2018 bis 2022 keine signifikante Veränderung gegeben - die
Zuckergehalte lagen demnach auch über dem Niveau der
Gesamtstichprobe. 

Beispiel Müsli und Co.: Bei Frühstückscerealien seien die
Zuckergehalte gesunken - bis 2022 um 20 Prozent im Vergleich zu einer
ersten Ausgangserhebung. Beobachtet wurde allerdings gleichzeitig
eine Erhöhung des durchschnittlichen Fettgehaltes. Im Blick steht bei
anderen Produkten auch der Salzgehalt. Der ging etwa bei Nudelsoßen
von 2016 bis 2021 spürbar zurück - bei gefragten Bolognese-Soßen mit

Fleisch um 15 Prozent. Bei hellen Nudelsoßen mit Käse oder Sahne
seien aber trotz Reduzierungen weiter relativ hohe Energie- und
Fettgehalte aufgefallen.

Kritik von Verbraucherorganisation

Die Verbraucherorganisation Foodwatch kritisierte: «Die lächerlichen
Fortschritte bei der Reduktion von Zucker, Fett und Salz zeigen
wieder einmal: Mit freiwilligen Selbstverpflichtungen der
Lebensmittelindustrie allein kommen wir nicht weiter.» Die Regierung
müsse endlich wirksame Maßnahmen auf den Weg bringen, um Diabetes und
Adipositas in den Griff zu bekommen - etwa mit einer Limo-Steuer auf
gesüßte Getränke und einem überfälligen Schutz von Kindern vor
Junkfood-Werbung.

Die Zuckerwirtschaft erklärte, beim Kampf gegen Übergewicht müssten
die Kalorien in den Mittelpunkt gestellt werden - da zeige der neue
Bericht Lücken auf.
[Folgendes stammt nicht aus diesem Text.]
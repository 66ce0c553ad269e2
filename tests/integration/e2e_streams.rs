//! End-to-end integration: the stream engine.
//!
//! # Coverage
//! - Publish + newest-first reads, with the entry-id invariant.
//! - Reserved field rejection.
//! - Codec round trips through entries (none and msgpack).
//! - `entry_read_since` cursor semantics, counts, and `$`.
//! - Fan-in: two publishers, one reader loop, nothing lost.
//! - Length-cap trimming.
//! - Stream cleanup.

use std::collections::HashSet;
use std::sync::{Arc, Mutex};
use std::time::Duration;

use atom::{
    Element, ElementConfig, StreamHandler, Value, SERIALIZATION_MSGPACK, SERIALIZATION_NONE,
};
use atom_test_utils::MockRedisServer;

// ---------------------------------------------------------------------------
// Harness helpers
// ---------------------------------------------------------------------------

async fn start_backend() -> (MockRedisServer, ElementConfig) {
    let server = MockRedisServer::start().await.unwrap();
    let config = ElementConfig::tcp("127.0.0.1", server.port());
    (server, config)
}

fn data_field(value: Value) -> Vec<(String, Value)> {
    vec![("data".to_owned(), value)]
}

fn entry_int(entry: &atom::StreamEntry) -> i64 {
    match &entry.fields["data"] {
        Value::Binary(bytes) => String::from_utf8_lossy(bytes).parse().unwrap(),
        other => panic!("expected raw bytes, got {:?}", other),
    }
}

// ---------------------------------------------------------------------------
// Tests
// ---------------------------------------------------------------------------

/// E2E test: write ten entries, read the five most recent in reverse time
/// order.
#[tokio::test]
async fn write_then_read_n_most_recent() {
    let (_server, config) = start_backend().await;
    let responder = Element::new("test_responder", config.clone()).await.unwrap();
    let caller = Element::new("test_caller", config).await.unwrap();

    for i in 0..10 {
        responder
            .entry_write("test_stream", data_field(Value::from(i)), 1024, SERIALIZATION_NONE)
            .await
            .unwrap();
    }

    let entries = caller
        .entry_read_n("test_responder", "test_stream", 5, SERIALIZATION_NONE, false)
        .await
        .unwrap();
    assert_eq!(entries.len(), 5);
    assert_eq!(entry_int(&entries[0]), 9);
    assert_eq!(entry_int(&entries[4]), 5);
}

/// E2E test: the id returned by a write names the entry a subsequent read
/// delivers, and the payload round-trips under the same codec.
#[tokio::test]
async fn write_id_matches_read_id() {
    let (_server, config) = start_backend().await;
    let element = Element::new("test_responder", config).await.unwrap();

    let id = element
        .entry_write(
            "test_stream",
            data_field(Value::Binary(b"payload".to_vec())),
            1024,
            SERIALIZATION_NONE,
        )
        .await
        .unwrap();

    let entries = element
        .entry_read_n("test_responder", "test_stream", 1, SERIALIZATION_NONE, false)
        .await
        .unwrap();
    assert_eq!(entries.len(), 1);
    assert_eq!(entries[0].id, id);
    assert_eq!(entries[0].ser.as_deref(), Some(SERIALIZATION_NONE));
    assert_eq!(entries[0].fields["data"], Value::Binary(b"payload".to_vec()));
}

/// E2E test: runtime-owned field names cannot appear in user payloads.
#[tokio::test]
async fn reserved_fields_rejected() {
    let (_server, config) = start_backend().await;
    let element = Element::new("test_responder", config).await.unwrap();

    for reserved in [
        "element", "cmd", "cmd_id", "err_code", "err_str", "timeout", "ser", "data", "id",
    ] {
        let result = element
            .entry_write(
                "test_stream",
                vec![(reserved.to_owned(), Value::from(1))],
                1024,
                SERIALIZATION_NONE,
            )
            .await;
        assert!(
            matches!(result, Err(atom::Error::ReservedField(_))),
            "{} should be rejected",
            reserved
        );
    }
}

/// E2E test: structured values survive an entry round trip under msgpack,
/// with the tag stamped on the wire.
#[tokio::test]
async fn msgpack_entry_round_trip() {
    let (_server, config) = start_backend().await;
    let element = Element::new("test_responder", config).await.unwrap();

    let pose = Value::Map(vec![
        (Value::from("x"), Value::F64(1.5)),
        (Value::from("y"), Value::F64(-2.25)),
    ]);
    element
        .entry_write(
            "pose",
            vec![("pose".to_owned(), pose.clone())],
            1024,
            SERIALIZATION_MSGPACK,
        )
        .await
        .unwrap();

    // The reader's own tag does not matter: the entry's stamped tag wins.
    let entries = element
        .entry_read_n("test_responder", "pose", 1, SERIALIZATION_NONE, false)
        .await
        .unwrap();
    assert_eq!(entries[0].ser.as_deref(), Some(SERIALIZATION_MSGPACK));
    assert_eq!(entries[0].fields["pose"], pose);
}

/// E2E test: `entry_read_since` honors the cursor, the count bound, and
/// `"0"` (from the beginning).
#[tokio::test]
async fn read_since_cursor_and_count() {
    let (_server, config) = start_backend().await;
    let responder = Element::new("test_responder", config.clone()).await.unwrap();
    let caller = Element::new("test_caller", config).await.unwrap();

    let mut ids = Vec::new();
    for i in 0..5 {
        ids.push(
            responder
                .entry_write("test_stream", data_field(Value::from(i)), 1024, SERIALIZATION_NONE)
                .await
                .unwrap(),
        );
    }

    let all = caller
        .entry_read_since(
            "test_responder",
            "test_stream",
            "0",
            None,
            None,
            SERIALIZATION_NONE,
            false,
        )
        .await
        .unwrap();
    assert_eq!(all.len(), 5);

    // After the third entry: exactly the last two remain.
    let tail = caller
        .entry_read_since(
            "test_responder",
            "test_stream",
            &ids[2],
            None,
            None,
            SERIALIZATION_NONE,
            false,
        )
        .await
        .unwrap();
    assert_eq!(tail.len(), 2);
    assert_eq!(entry_int(&tail[0]), 3);

    // A count bound delivers the earliest n.
    let first_two = caller
        .entry_read_since(
            "test_responder",
            "test_stream",
            "0",
            Some(2),
            None,
            SERIALIZATION_NONE,
            false,
        )
        .await
        .unwrap();
    assert_eq!(first_two.len(), 2);
    assert_eq!(entry_int(&first_two[1]), 1);
}

/// E2E test: `"$"` delivers only entries written strictly after the call
/// begins.
#[tokio::test]
async fn read_since_dollar_sees_only_new_entries() {
    let (_server, config) = start_backend().await;
    let responder = Arc::new(Element::new("test_responder", config.clone()).await.unwrap());
    let caller = Element::new("test_caller", config).await.unwrap();

    responder
        .entry_write("test_stream", data_field(Value::from(-1)), 1024, SERIALIZATION_NONE)
        .await
        .unwrap();

    let writer = responder.clone();
    let write_later = tokio::spawn(async move {
        tokio::time::sleep(Duration::from_millis(50)).await;
        writer
            .entry_write("test_stream", data_field(Value::from(7)), 1024, SERIALIZATION_NONE)
            .await
            .unwrap();
    });

    let entries = caller
        .entry_read_since(
            "test_responder",
            "test_stream",
            "$",
            None,
            Some(2000),
            SERIALIZATION_NONE,
            false,
        )
        .await
        .unwrap();
    write_later.await.unwrap();

    assert_eq!(entries.len(), 1);
    assert_eq!(entry_int(&entries[0]), 7);
}

/// E2E test: two responders publish ten entries each on their own streams;
/// one fan-in loop with a handler per stream collects every value exactly
/// once.
#[tokio::test]
async fn fan_in_collects_both_streams() {
    let (_server, config) = start_backend().await;
    let responder_0 = Arc::new(Element::new("responder_0", config.clone()).await.unwrap());
    let responder_1 = Arc::new(Element::new("responder_1", config.clone()).await.unwrap());
    let caller = Arc::new(Element::new("test_caller", config).await.unwrap());

    let collected: Arc<Mutex<HashSet<i64>>> = Arc::new(Mutex::new(HashSet::new()));
    let sink_0 = collected.clone();
    let sink_1 = collected.clone();
    let mut handlers = vec![
        StreamHandler::new("responder_0", "stream_0", move |entry| {
            sink_0.lock().unwrap().insert(entry_int(&entry));
            Ok(())
        }),
        StreamHandler::new("responder_1", "stream_1", move |entry| {
            sink_1.lock().unwrap().insert(entry_int(&entry));
            Ok(())
        }),
    ];

    let reader = caller.clone();
    let read_loop = tokio::spawn(async move {
        reader
            .entry_read_loop(&mut handlers, None, 500, SERIALIZATION_NONE, false)
            .await
    });
    // Cursors pin to the server clock at loop start; write after that.
    tokio::time::sleep(Duration::from_millis(50)).await;

    for (responder, stream, offset) in [(&responder_0, "stream_0", 0), (&responder_1, "stream_1", 1)] {
        for i in 0..10 {
            responder
                .entry_write(stream, data_field(Value::from(offset + 2 * i)), 1024, SERIALIZATION_NONE)
                .await
                .unwrap();
        }
    }

    // The loop returns once a full block elapses with no new entries.
    read_loop.await.unwrap().unwrap();

    let collected = collected.lock().unwrap();
    for i in 0..20 {
        assert!(collected.contains(&i), "missing value {}", i);
    }
}

/// E2E test: publishing past the length cap drops the oldest entry while
/// the newest is always present.
#[tokio::test]
async fn length_cap_trims_oldest() {
    let (_server, config) = start_backend().await;
    let element = Element::new("test_responder", config).await.unwrap();

    for i in 0..9 {
        element
            .entry_write("capped", data_field(Value::from(i)), 8, SERIALIZATION_NONE)
            .await
            .unwrap();
    }

    let entries = element
        .entry_read_n("test_responder", "capped", 9, SERIALIZATION_NONE, false)
        .await
        .unwrap();
    assert_eq!(entries.len(), 8);
    assert_eq!(entry_int(&entries[0]), 8, "newest entry must survive");
    assert!(
        entries.iter().all(|e| entry_int(e) != 0),
        "oldest entry should have been trimmed"
    );
}

/// E2E test: cleaning up a stream removes it from the server and from the
/// published set; unknown streams error.
#[tokio::test]
async fn clean_up_stream_removes_key() {
    let (_server, config) = start_backend().await;
    let element = Element::new("test_responder", config).await.unwrap();

    element
        .entry_write("clean_me", data_field(Value::from(0)), 1024, SERIALIZATION_NONE)
        .await
        .unwrap();
    assert!(element
        .get_all_streams("*")
        .await
        .unwrap()
        .contains(&"stream:test_responder:clean_me".to_owned()));

    element.clean_up_stream("clean_me").await.unwrap();
    assert!(element.get_all_streams("*").await.unwrap().is_empty());

    assert!(matches!(
        element.clean_up_stream("clean_me").await,
        Err(atom::Error::NoSuchStream(_))
    ));
}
Grünen-Expertin Renate Künast forderte: «Die
Lebensmittelindustrie muss endlich liefern und das Angebot bei
verarbeiteten Lebensmitteln - speziell auch für Kinder - verändern.»

Außerdem müsse das Gesetz, das Kinder und Jugendliche vor Werbung für

Zuckerbomben schütze, in die parlamentarische Beratung kommen. In der
Koalition werden Pläne für Werbeverbote, die Özdemir vor mehr als
einem Jahr vorlegte, von der FDP blockiert.